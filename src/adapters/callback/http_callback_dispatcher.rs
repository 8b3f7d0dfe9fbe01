//! HTTP callback dispatcher.
//!
//! Posts the signed outcome payload form-encoded to the merchant callback URL.
//! One attempt per execute request, bounded by the configured timeout.
//!
//! # Configuration
//!
//! ```ignore
//! let config = HttpCallbackConfig::default().with_timeout(Duration::from_secs(5));
//! let dispatcher = HttpCallbackDispatcher::new(config)?;
//! ```

use std::time::Duration;

use async_trait::async_trait;
use reqwest::{Client, Response, StatusCode};
use url::Url;

use crate::domain::gateway::OutcomePayload;
use crate::ports::{CallbackDispatcher, CallbackFailure, DeliveryOutcome};

/// Longest merchant response body kept in a callback failure, in bytes.
pub const MAX_FAILURE_BODY_BYTES: usize = 4096;

/// Configuration for outbound callback delivery.
#[derive(Debug, Clone)]
pub struct HttpCallbackConfig {
    /// Upper bound for the whole request, connect through body.
    pub timeout: Duration,
    /// User-Agent sent to merchants.
    pub user_agent: String,
}

impl Default for HttpCallbackConfig {
    fn default() -> Self {
        Self {
            timeout: Duration::from_secs(10),
            user_agent: concat!("offsite-gateway-sim/", env!("CARGO_PKG_VERSION")).to_string(),
        }
    }
}

impl HttpCallbackConfig {
    pub fn with_timeout(mut self, timeout: Duration) -> Self {
        self.timeout = timeout;
        self
    }

    pub fn with_user_agent(mut self, user_agent: impl Into<String>) -> Self {
        self.user_agent = user_agent.into();
        self
    }
}

/// reqwest-backed `CallbackDispatcher`.
pub struct HttpCallbackDispatcher {
    http_client: Client,
}

impl HttpCallbackDispatcher {
    /// Builds the dispatcher and its pooled HTTP client.
    pub fn new(config: HttpCallbackConfig) -> Result<Self, reqwest::Error> {
        let http_client = Client::builder()
            .timeout(config.timeout)
            .user_agent(config.user_agent)
            .build()?;
        Ok(Self { http_client })
    }
}

#[async_trait]
impl CallbackDispatcher for HttpCallbackDispatcher {
    async fn deliver(&self, url: &Url, payload: &OutcomePayload) -> DeliveryOutcome {
        let form: Vec<(&str, String)> = payload.fields().query_pairs().collect();

        let response = match self.http_client.post(url.clone()).form(&form).send().await {
            Ok(response) => response,
            Err(err) => {
                tracing::warn!(
                    callback_url = %url,
                    timeout = err.is_timeout(),
                    error = %err,
                    "Callback delivery failed before a response"
                );
                return DeliveryOutcome::Failed(CallbackFailure::transport(err.to_string()));
            }
        };

        let status = response.status();
        if status == StatusCode::OK {
            tracing::info!(callback_url = %url, "Callback delivered");
            return DeliveryOutcome::Delivered;
        }

        let body = read_failure_body(response).await;
        tracing::warn!(
            callback_url = %url,
            status = status.as_u16(),
            "Callback rejected by merchant"
        );
        DeliveryOutcome::Failed(CallbackFailure::from_response(status.as_u16(), body))
    }
}

/// Reads at most [`MAX_FAILURE_BODY_BYTES`] of a rejected callback's body.
///
/// A read error replaces the body with the error text.
async fn read_failure_body(mut response: Response) -> String {
    let mut buf = Vec::new();
    loop {
        match response.chunk().await {
            Ok(Some(chunk)) => {
                let room = MAX_FAILURE_BODY_BYTES - buf.len();
                buf.extend_from_slice(&chunk[..chunk.len().min(room)]);
                if buf.len() == MAX_FAILURE_BODY_BYTES {
                    break;
                }
            }
            Ok(None) => break,
            Err(err) => {
                tracing::warn!(error = %err, "Failed to read callback response body");
                return format!("failed to read callback response body: {err}");
            }
        }
    }
    String::from_utf8_lossy(&buf).into_owned()
}

#[cfg(test)]
mod tests {
    use super::*;
    use crate::domain::gateway::{ExecuteResult, FieldSet, SigningKey};
    use httpmock::prelude::*;

    fn payload(action: &str) -> OutcomePayload {
        OutcomePayload::build(
            &ExecuteResult::new(action),
            &FieldSet::from_params(vec![("x_reference", "R1"), ("x_amount", "10.00")]),
            "abc123",
            "2024-01-01T12:00:00Z",
            &SigningKey::new("secret"),
        )
    }

    fn dispatcher(timeout: Duration) -> HttpCallbackDispatcher {
        HttpCallbackDispatcher::new(HttpCallbackConfig::default().with_timeout(timeout)).unwrap()
    }

    #[test]
    fn config_defaults() {
        let config = HttpCallbackConfig::default();
        assert_eq!(config.timeout, Duration::from_secs(10));
        assert!(config.user_agent.starts_with("offsite-gateway-sim/"));
    }

    #[tokio::test]
    async fn ok_response_is_delivered() {
        let server = MockServer::start_async().await;
        let mock = server
            .mock_async(|when, then| {
                when.method(POST)
                    .path("/callback")
                    .header("content-type", "application/x-www-form-urlencoded")
                    .body_contains("x_result=success")
                    .body_contains("x_reference=R1")
                    .body_contains("x_signature=");
                then.status(200).body("ok");
            })
            .await;

        let url = Url::parse(&server.url("/callback")).unwrap();
        let outcome = dispatcher(Duration::from_secs(5))
            .deliver(&url, &payload("success"))
            .await;

        mock.assert_async().await;
        assert_eq!(outcome, DeliveryOutcome::Delivered);
    }

    #[tokio::test]
    async fn server_error_captures_status_and_body() {
        let server = MockServer::start_async().await;
        server
            .mock_async(|when, then| {
                when.method(POST).path("/callback");
                then.status(500).body("merchant exploded");
            })
            .await;

        let url = Url::parse(&server.url("/callback")).unwrap();
        let outcome = dispatcher(Duration::from_secs(5))
            .deliver(&url, &payload("failed"))
            .await;

        assert_eq!(
            outcome,
            DeliveryOutcome::Failed(CallbackFailure::from_response(500, "merchant exploded"))
        );
    }

    #[tokio::test]
    async fn oversized_failure_body_is_truncated() {
        let server = MockServer::start_async().await;
        server
            .mock_async(|when, then| {
                when.method(POST).path("/callback");
                then.status(502).body("x".repeat(MAX_FAILURE_BODY_BYTES * 4));
            })
            .await;

        let url = Url::parse(&server.url("/callback")).unwrap();
        let outcome = dispatcher(Duration::from_secs(5))
            .deliver(&url, &payload("success"))
            .await;

        match outcome {
            DeliveryOutcome::Failed(failure) => {
                assert_eq!(failure.status, Some(502));
                assert_eq!(failure.body, "x".repeat(MAX_FAILURE_BODY_BYTES));
            }
            other => panic!("expected failure, got {other:?}"),
        }
    }

    #[tokio::test]
    async fn ok_response_with_large_body_is_delivered() {
        let server = MockServer::start_async().await;
        server
            .mock_async(|when, then| {
                when.method(POST).path("/callback");
                then.status(200).body("y".repeat(MAX_FAILURE_BODY_BYTES * 16));
            })
            .await;

        let url = Url::parse(&server.url("/callback")).unwrap();
        let outcome = dispatcher(Duration::from_secs(5))
            .deliver(&url, &payload("success"))
            .await;

        assert_eq!(outcome, DeliveryOutcome::Delivered);
    }

    #[tokio::test]
    async fn non_200_success_status_is_still_a_failure() {
        let server = MockServer::start_async().await;
        server
            .mock_async(|when, then| {
                when.method(POST).path("/callback");
                then.status(201);
            })
            .await;

        let url = Url::parse(&server.url("/callback")).unwrap();
        let outcome = dispatcher(Duration::from_secs(5))
            .deliver(&url, &payload("success"))
            .await;

        match outcome {
            DeliveryOutcome::Failed(failure) => assert_eq!(failure.status, Some(201)),
            other => panic!("expected failure, got {other:?}"),
        }
    }

    #[tokio::test]
    async fn slow_merchant_times_out() {
        let server = MockServer::start_async().await;
        server
            .mock_async(|when, then| {
                when.method(POST).path("/callback");
                then.status(200).delay(Duration::from_millis(500));
            })
            .await;

        let url = Url::parse(&server.url("/callback")).unwrap();
        let outcome = dispatcher(Duration::from_millis(50))
            .deliver(&url, &payload("success"))
            .await;

        match outcome {
            DeliveryOutcome::Failed(failure) => assert_eq!(failure.status, None),
            other => panic!("expected timeout failure, got {other:?}"),
        }
    }

    #[tokio::test]
    async fn unreachable_merchant_is_a_transport_failure() {
        let url = Url::parse("http://127.0.0.1:1/callback").unwrap();
        let outcome = dispatcher(Duration::from_secs(2))
            .deliver(&url, &payload("success"))
            .await;

        match outcome {
            DeliveryOutcome::Failed(failure) => {
                assert_eq!(failure.status, None);
                assert!(!failure.body.is_empty());
            }
            other => panic!("expected transport failure, got {other:?}"),
        }
    }
}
:::::
[Prompt]
From the records above, pull out each line that has "crate".

[Result for this task]
use crate::domain::gateway::OutcomePayload;
use crate::ports::{CallbackDispatcher, CallbackFailure, DeliveryOutcome};
    use crate::domain::gateway::{ExecuteResult, FieldSet, SigningKey};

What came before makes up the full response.